CUNY Law School faculty adopted a BDS resolution on May 11 that had been originally introduced and passed by the student government in December. The resolution officially endorses BDS, and calls on the institution to divest from Israel, end all Israeli student exchanges, and cut ties with any groups that “repress Palestinian organizing.”
“CUNY’s persistent and longstanding practice of ignoring antisemitism has enabled it to foment the horrifying Jew-hate that we are all seeing now across its campuses,” said SAFE CUNY.
On May 27, the New York Post reported that New York City Councilwoman Inna Vernikov pulled $50,000 in funding for the CUNY Law School over the faculty’s support of a Boycott, Sanction and Divestment (BDS) movement resolution.
“I have pulled funding from the program and redirected it to Legal Services NYC,” Vernikov, who is a Ukrainian-born Jew, told the NY Post. “It seems as if antisemitism is the only politically acceptable form of racism which exists. We must stop handing out free passes to antisemites like candy.”
Other controversies at CUNY included having Nerdeen Kiswani, the founder of the anti-Israel group Within Our Lifetime (WOL), give the CUNY Law graduation commencement speech on May 12.
Kiswani has been under scrutiny in the past for threatening to light a person’s IDF sweatshirt on fire, as well as several controversial statements.
Gunz, a former classmate of Kiswani’s at CUNY Law, has said that Kiswani has been criticized “because she interrupts Holocaust memorial ceremonies and says that she hopes the last thing Zionists hear in their life is ‘pop pop.'”
In 2017, CUNY invited Linda Sarsour to deliver a commencement address to the school of public health despite nearly 9,000 petition signatures imploring the university not to honor Sarsour’s long history of antisemitic comments. Sarsour has sympathized with terror against Israeli Jews, is a supporter of Louis Farrakhan, and has stated that “Israel was built on the idea that Jews are supreme to everybody else.”
In October 2022, CUNY announced a series of measures to combat antisemitism on its campuses, including a partnership with Hillel, an online portal to report discrimination, and $750,000 for programming to combat hate.
“We have remained vigilant and unequivocal in our intolerance of antisemitism, yet we know more needs to be done globally and locally to combat antisemitism and bigotry in all forms,” said CUNY Chancellor Félix V. Matos Rodríguez, who has not released a statement on the new report.
Lax called on CUNY to formally adopt the widely accepted International Holocaust Remembrance Alliance (IHRA) Definition of Antisemitism, which has been embraced by over 1,000 entities, including the UN SecretaryGeneral and more than 30 US states.
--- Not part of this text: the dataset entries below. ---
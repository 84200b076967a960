//! Batch orchestration: one environment per batch, sequential
//! executions in input order, teardown exactly once on every exit
//! path.

use bollard::Docker;
use std::path::Path;
use tracing::{debug, info, warn};

use crate::backend::{DockerBackend, EnvironmentBackend};
use crate::config::SandboxConfig;
use crate::error::{ExecError, ProvisionError, SandboxError};
use crate::exec::ExecutionOutcome;
use crate::provision::EnvironmentHandle;

/// Runs batches of test inputs against a staged artifact, one isolated
/// environment per batch.
///
/// Each runtime owns its own backend; multiple runtimes can operate
/// concurrently with no shared state. Within one batch, executions are
/// strictly sequential and outcomes preserve input order.
pub struct SandboxRuntime<B: EnvironmentBackend = DockerBackend> {
    backend: B,
}

impl SandboxRuntime<DockerBackend> {
    /// Creates a runtime backed by the local Docker daemon.
    pub fn new(config: &SandboxConfig) -> Result<Self, SandboxError> {
        let docker = Docker::connect_with_local_defaults()
            .map_err(|e| ProvisionError::backend_unavailable(e.to_string()))?;
        Ok(Self {
            backend: DockerBackend::new(docker, config)?,
        })
    }
}

impl<B: EnvironmentBackend> SandboxRuntime<B> {
    /// Creates a runtime over an arbitrary environment backend.
    pub fn with_backend(backend: B) -> Self {
        Self { backend }
    }

    /// Runs the artifact once per input inside a single freshly
    /// provisioned environment, then tears the environment down.
    ///
    /// On success, returns exactly one [`ExecutionOutcome`] per input,
    /// in input order. On a per-input failure the remaining inputs are
    /// skipped and the outcomes already computed travel inside the
    /// returned [`SandboxError::Execution`]. Teardown is attempted
    /// exactly once on every path once provisioning has succeeded.
    pub async fn run_batch(
        &self,
        artifact_dir: &Path,
        inputs: &[String],
    ) -> Result<Vec<ExecutionOutcome>, SandboxError> {
        let handle = self.backend.provision(artifact_dir).await?;
        info!(environment = %handle, inputs = inputs.len(), "starting batch");

        // No early return between here and destroy: the batch result
        // is carried as a value so teardown runs on every path.
        let result = self.run_inputs(&handle, inputs).await;

        let clean = self.backend.destroy(&handle).await;
        if !clean {
            warn!(
                environment = %handle,
                "teardown reported failure; environment may need external cleanup"
            );
        }

        match result {
            Ok(outcomes) => {
                info!(environment = %handle, outcomes = outcomes.len(), "batch complete");
                Ok(outcomes)
            }
            Err((input_index, outcomes, source)) => Err(SandboxError::Execution {
                input_index,
                environment: handle.id.clone(),
                outcomes,
                source,
            }),
        }
    }

    async fn run_inputs(
        &self,
        handle: &EnvironmentHandle,
        inputs: &[String],
    ) -> Result<Vec<ExecutionOutcome>, (usize, Vec<ExecutionOutcome>, ExecError)> {
        let mut outcomes = Vec::with_capacity(inputs.len());

        for (index, input) in inputs.iter().enumerate() {
            let session = self.backend.start_sampling(handle);
            let executed = self.backend.execute(handle, input).await;
            // The session is stopped on the error path too, so the
            // stats stream never leaks.
            let peak_memory_bytes = session.stop().await;

            match executed {
                Ok(raw) => {
                    debug!(
                        environment = %handle,
                        input = index,
                        elapsed_ms = raw.elapsed.as_millis(),
                        peak_memory_bytes,
                        timed_out = raw.timed_out,
                        "execution finished"
                    );
                    outcomes.push(ExecutionOutcome {
                        stdout: raw.stdout,
                        elapsed: raw.elapsed,
                        peak_memory_bytes,
                        timed_out: raw.timed_out,
                    });
                }
                Err(e) => return Err((index, outcomes, e)),
            }
        }

        Ok(outcomes)
    }
}
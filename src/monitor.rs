//! Peak-memory tracking over an environment's usage-statistics stream.
//!
//! Each execution gets its own [`SamplingSession`]: a spawned consumer
//! of the backend's push stream that keeps a running maximum of the
//! memory field. The stream reports usage for the whole environment,
//! not per process, so the peak attributed to one execution includes
//! environment baseline overhead.

use std::sync::atomic::{AtomicU64, Ordering};
use std::sync::Arc;

use bollard::container::StatsOptions;
use bollard::Docker;
use futures_util::{Stream, StreamExt};
use tokio::sync::oneshot;
use tokio::task::JoinHandle;
use tracing::debug;

use crate::provision::EnvironmentHandle;

/// Subscribes to per-environment resource statistics.
pub(crate) struct ResourceMonitor {
    docker: Docker,
}

impl ResourceMonitor {
    pub(crate) fn new(docker: Docker) -> Self {
        Self { docker }
    }

    /// Starts consuming the stats stream for `handle`. Returns
    /// immediately; sampling happens on a spawned task until the
    /// session is stopped.
    pub(crate) fn start_sampling(&self, handle: &EnvironmentHandle) -> SamplingSession {
        let stats = self.docker.stats(
            &handle.id,
            Some(StatsOptions {
                stream: true,
                one_shot: false,
            }),
        );

        let memory = stats.filter_map(|snapshot| async move {
            match snapshot {
                Ok(stats) => stats.memory_stats.usage,
                Err(e) => {
                    debug!("stats stream error: {e}");
                    None
                }
            }
        });

        SamplingSession::spawn(memory)
    }
}

/// A running subscription to an environment's usage stream, scoped to
/// one execution window.
///
/// [`stop`](Self::stop) consumes the session, so it can only be
/// stopped once; dropping the session without stopping it also ends
/// the subscription.
pub struct SamplingSession {
    peak: Arc<AtomicU64>,
    stop: oneshot::Sender<()>,
    task: JoinHandle<()>,
}

impl SamplingSession {
    /// Spawns a consumer that tracks the running maximum of `samples`.
    pub(crate) fn spawn<S>(samples: S) -> Self
    where
        S: Stream<Item = u64> + Send + 'static,
    {
        let peak = Arc::new(AtomicU64::new(0));
        let (stop_tx, mut stop_rx) = oneshot::channel::<()>();

        let task = tokio::spawn({
            let peak = Arc::clone(&peak);
            async move {
                futures_util::pin_mut!(samples);
                loop {
                    tokio::select! {
                        // Ready samples are consumed before the stop
                        // signal is honored, so nothing observed up to
                        // the stop point is lost.
                        biased;
                        sample = samples.next() => match sample {
                            Some(bytes) => {
                                peak.fetch_max(bytes, Ordering::Relaxed);
                            }
                            None => break,
                        },
                        _ = &mut stop_rx => break,
                    }
                }
            }
        });

        Self {
            peak,
            stop: stop_tx,
            task,
        }
    }

    /// The running maximum observed so far, in bytes.
    pub fn peak_so_far(&self) -> u64 {
        self.peak.load(Ordering::Relaxed)
    }

    /// Unsubscribes from the stream and returns the peak memory
    /// observed, in bytes.
    pub async fn stop(self) -> u64 {
        // Receiver may already be gone if the stream ended on its own.
        let _ = self.stop.send(());
        let _ = self.task.await;
        self.peak.load(Ordering::Relaxed)
    }
}
//! Core use-case services.
//!
//! # Responsibility
//! - Orchestrate repository calls into use-case level APIs.
//! - Keep HTTP and client layers decoupled from storage details.

pub mod name_service;
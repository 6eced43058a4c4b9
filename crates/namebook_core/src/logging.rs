//! Logging bootstrap shared by the server and the terminal client.
//!
//! # Responsibility
//! - Initialize file-based rolling logs exactly once per process.
//! - Optionally mirror log lines to stderr for foreground processes.
//!
//! # Invariants
//! - Logging init is idempotent for the same configuration.
//! - Re-initialization with a different level or directory is rejected.
//! - Log events carry metadata only; submitted names are never logged.

use flexi_logger::{
    Cleanup, Criterion, Duplicate, FileSpec, Logger, LoggerHandle, Naming, WriteMode,
};
use log::{error, info};
use once_cell::sync::OnceCell;
use std::error::Error;
use std::fmt::{Display, Formatter};
use std::path::{Path, PathBuf};

const LOG_FILE_BASENAME: &str = "namebook";
const MAX_LOG_FILE_SIZE_BYTES: u64 = 10 * 1024 * 1024;
const MAX_LOG_FILES: usize = 5;
const MAX_PANIC_PAYLOAD_CHARS: usize = 160;

static LOGGING_STATE: OnceCell<LoggingState> = OnceCell::new();
static PANIC_HOOK_INSTALLED: OnceCell<()> = OnceCell::new();

struct LoggingState {
    level: &'static str,
    log_dir: PathBuf,
    _logger: LoggerHandle,
}

/// Requested logging setup.
#[derive(Debug, Clone, PartialEq, Eq)]
pub struct LogConfig {
    /// One of `trace|debug|info|warn|error`, case-insensitive.
    pub level: String,
    /// Absolute directory for rolling log files.
    pub log_dir: PathBuf,
    /// Mirror lines at or above `info` to stderr.
    pub mirror_to_stderr: bool,
}

impl LogConfig {
    pub fn new(level: impl Into<String>, log_dir: impl Into<PathBuf>) -> Self {
        Self {
            level: level.into(),
            log_dir: log_dir.into(),
            mirror_to_stderr: false,
        }
    }

    pub fn with_stderr(mut self, mirror: bool) -> Self {
        self.mirror_to_stderr = mirror;
        self
    }
}

#[derive(Debug, Clone, PartialEq, Eq)]
pub enum LoggingError {
    UnsupportedLevel(String),
    InvalidLogDir(String),
    AlreadyInitialized { active: String, requested: String },
    Backend(String),
}

impl Display for LoggingError {
    fn fmt(&self, f: &mut Formatter<'_>) -> std::fmt::Result {
        match self {
            Self::UnsupportedLevel(level) => write!(
                f,
                "unsupported log level `{level}`; expected trace|debug|info|warn|error"
            ),
            Self::InvalidLogDir(message) => write!(f, "invalid log_dir: {message}"),
            Self::AlreadyInitialized { active, requested } => write!(
                f,
                "logging already initialized with `{active}`; refusing to switch to `{requested}`"
            ),
            Self::Backend(message) => write!(f, "logger backend failed: {message}"),
        }
    }
}

impl Error for LoggingError {}

/// Initializes process logging.
///
/// # Errors
/// - `UnsupportedLevel` / `InvalidLogDir` for bad input.
/// - `AlreadyInitialized` when a different level or directory is active.
/// - `Backend` when the directory cannot be created or the logger fails to start.
pub fn init_logging(config: &LogConfig) -> Result<(), LoggingError> {
    let level = normalize_level(&config.level)?;
    let log_dir = normalize_log_dir(&config.log_dir)?;

    let state = LOGGING_STATE.get_or_try_init(|| start_logger(level, &log_dir, config))?;
    ensure_same_config(state, level, &log_dir)
}

/// Returns `(level, log_dir)` when logging is active.
pub fn logging_status() -> Option<(&'static str, PathBuf)> {
    LOGGING_STATE
        .get()
        .map(|state| (state.level, state.log_dir.clone()))
}

/// `debug` for debug builds, `info` for release builds.
pub fn default_log_level() -> &'static str {
    if cfg!(debug_assertions) {
        "debug"
    } else {
        "info"
    }
}

fn start_logger(
    level: &'static str,
    log_dir: &Path,
    config: &LogConfig,
) -> Result<LoggingState, LoggingError> {
    std::fs::create_dir_all(log_dir).map_err(|err| {
        LoggingError::Backend(format!(
            "failed to create log directory `{}`: {err}",
            log_dir.display()
        ))
    })?;

    let duplicate = if config.mirror_to_stderr {
        Duplicate::Info
    } else {
        Duplicate::None
    };

    let logger = Logger::try_with_str(level)
        .map_err(|err| LoggingError::Backend(err.to_string()))?
        .log_to_file(
            FileSpec::default()
                .directory(log_dir)
                .basename(LOG_FILE_BASENAME),
        )
        .rotate(
            Criterion::Size(MAX_LOG_FILE_SIZE_BYTES),
            Naming::Numbers,
            Cleanup::KeepLogFiles(MAX_LOG_FILES),
        )
        .duplicate_to_stderr(duplicate)
        .write_mode(WriteMode::BufferAndFlush)
        .append()
        .format_for_files(flexi_logger::detailed_format)
        .start()
        .map_err(|err| LoggingError::Backend(err.to_string()))?;

    install_panic_hook_once();

    info!(
        "event=app_start module=logging status=ok platform={} version={} level={} log_dir={}",
        std::env::consts::OS,
        crate::core_version(),
        level,
        log_dir.display()
    );

    Ok(LoggingState {
        level,
        log_dir: log_dir.to_path_buf(),
        _logger: logger,
    })
}

fn ensure_same_config(
    state: &LoggingState,
    level: &'static str,
    log_dir: &Path,
) -> Result<(), LoggingError> {
    if state.log_dir != log_dir {
        return Err(LoggingError::AlreadyInitialized {
            active: state.log_dir.display().to_string(),
            requested: log_dir.display().to_string(),
        });
    }
    if state.level != level {
        return Err(LoggingError::AlreadyInitialized {
            active: state.level.to_string(),
            requested: level.to_string(),
        });
    }
    Ok(())
}

fn normalize_level(level: &str) -> Result<&'static str, LoggingError> {
    match level.trim().to_ascii_lowercase().as_str() {
        "trace" => Ok("trace"),
        "debug" => Ok("debug"),
        "info" => Ok("info"),
        "warn" | "warning" => Ok("warn"),
        "error" => Ok("error"),
        other => Err(LoggingError::UnsupportedLevel(other.to_string())),
    }
}

fn normalize_log_dir(log_dir: &Path) -> Result<PathBuf, LoggingError> {
    if log_dir.as_os_str().is_empty() {
        return Err(LoggingError::InvalidLogDir("path is empty".to_string()));
    }
    if !log_dir.is_absolute() {
        return Err(LoggingError::InvalidLogDir(format!(
            "must be an absolute path, got `{}`",
            log_dir.display()
        )));
    }
    Ok(log_dir.to_path_buf())
}

fn install_panic_hook_once() {
    if PANIC_HOOK_INSTALLED.get().is_some() {
        return;
    }

    let previous_hook = std::panic::take_hook();
    std::panic::set_hook(Box::new(move |panic_info| {
        let location = panic_info
            .location()
            .map(|loc| format!("{}:{}", loc.file(), loc.line()))
            .unwrap_or_else(|| "unknown".to_string());
        let payload = panic_payload_summary(panic_info);
        error!(
            "event=panic_captured module=logging status=error location={} payload={}",
            location, payload
        );
        previous_hook(panic_info);
    }));

    let _ = PANIC_HOOK_INSTALLED.set(());
}

fn panic_payload_summary(info: &std::panic::PanicHookInfo<'_>) -> String {
    let payload = if let Some(message) = info.payload().downcast_ref::<&str>() {
        (*message).to_string()
    } else if let Some(message) = info.payload().downcast_ref::<String>() {
        message.clone()
    } else {
        "non-string panic payload".to_string()
    };

    sanitize_message(&payload, MAX_PANIC_PAYLOAD_CHARS)
}

fn sanitize_message(value: &str, max_chars: usize) -> String {
    let normalized = value.replace(['\n', '\r'], " ");
    let mut truncated = normalized.chars().take(max_chars).collect::<String>();
    if normalized.chars().count() > max_chars {
        truncated.push_str("...");
    }
    truncated
}

#[cfg(test)]
mod tests {
    use super::{
        init_logging, logging_status, normalize_level, normalize_log_dir, sanitize_message,
        LogConfig, LoggingError,
    };
    use std::path::Path;

    #[test]
    fn normalize_level_accepts_known_values() {
        assert_eq!(normalize_level("INFO"), Ok("info"));
        assert_eq!(normalize_level(" warning "), Ok("warn"));
        assert_eq!(
            normalize_level("verbose"),
            Err(LoggingError::UnsupportedLevel("verbose".to_string()))
        );
    }

    #[test]
    fn normalize_log_dir_rejects_relative_and_empty_paths() {
        assert!(matches!(
            normalize_log_dir(Path::new("logs/dev")),
            Err(LoggingError::InvalidLogDir(message)) if message.contains("absolute")
        ));
        assert!(normalize_log_dir(Path::new("")).is_err());
    }

    #[test]
    fn sanitize_message_removes_newlines_and_truncates() {
        let sanitized = sanitize_message("line1\nline2\rline3", 8);
        assert!(!sanitized.contains('\n'));
        assert!(!sanitized.contains('\r'));
        assert!(sanitized.ends_with("..."));
    }

    #[test]
    fn init_logging_is_idempotent_for_same_config_and_rejects_conflicts() {
        let first_dir = tempfile::tempdir().expect("tempdir");
        let second_dir = tempfile::tempdir().expect("tempdir");
        let config = LogConfig::new("info", first_dir.path());

        init_logging(&config).expect("first init should succeed");
        init_logging(&config).expect("same config should be idempotent");

        let level_error = init_logging(&LogConfig::new("debug", first_dir.path()))
            .expect_err("level conflict should fail");
        assert!(level_error.to_string().contains("refusing to switch"));

        let dir_error = init_logging(&LogConfig::new("info", second_dir.path()))
            .expect_err("directory conflict should fail");
        assert!(matches!(dir_error, LoggingError::AlreadyInitialized { .. }));

        let (active_level, active_dir) = logging_status().expect("logging should be active");
        assert_eq!(active_level, "info");
        assert_eq!(active_dir, first_dir.path());
    }
}
//! Terminal client for Namebook.
//!
//! # Responsibility
//! - Keep a local cache of names, the form draft and a transient banner.
//! - Validate drafts locally before any network call.
//! - Talk to the server through the [`NamesApi`] seam.
//!
//! # Invariants
//! - State changes only through [`ClientState::apply`].
//! - Network failures become banners or log lines, never panics.

#![forbid(unsafe_code)]

pub mod api;
pub mod app;
pub mod http;
pub mod render;
pub mod repl;
pub mod state;
pub mod token;
pub mod validate;

pub use api::{ClientError, ClientResult, NamesApi};
pub use app::NameApp;
pub use http::HttpNamesApi;
pub use render::{render_table, render_view, EMPTY_LIST_MESSAGE};
pub use repl::{parse_command, ReplCommand};
pub use state::{
    ClientEvent, ClientState, DraftField, Effect, ErrorBanner, NameDraft, Transition,
    CREATE_FAILED_MESSAGE, ERROR_DISMISS_AFTER,
};
pub use token::{MetaTagTokenProvider, StaticTokenProvider, TokenProvider};
pub use validate::{validate_draft, DraftError};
“As a first step in protecting Jewish students, staff, and faculty members, S.AFA CUNY urges CUNY and the PSC-CUNY faculty union to formally adopt the widely accepted International Holocaust Remembrance Alliance (IHRA) Definition of Antisemitism as the university’s and the union’s Equal Employment Opportunity (EEO) definition of antisemitism, and to incorporate the definition within CUNY’s discrimination policies and procedures,” he told the Post.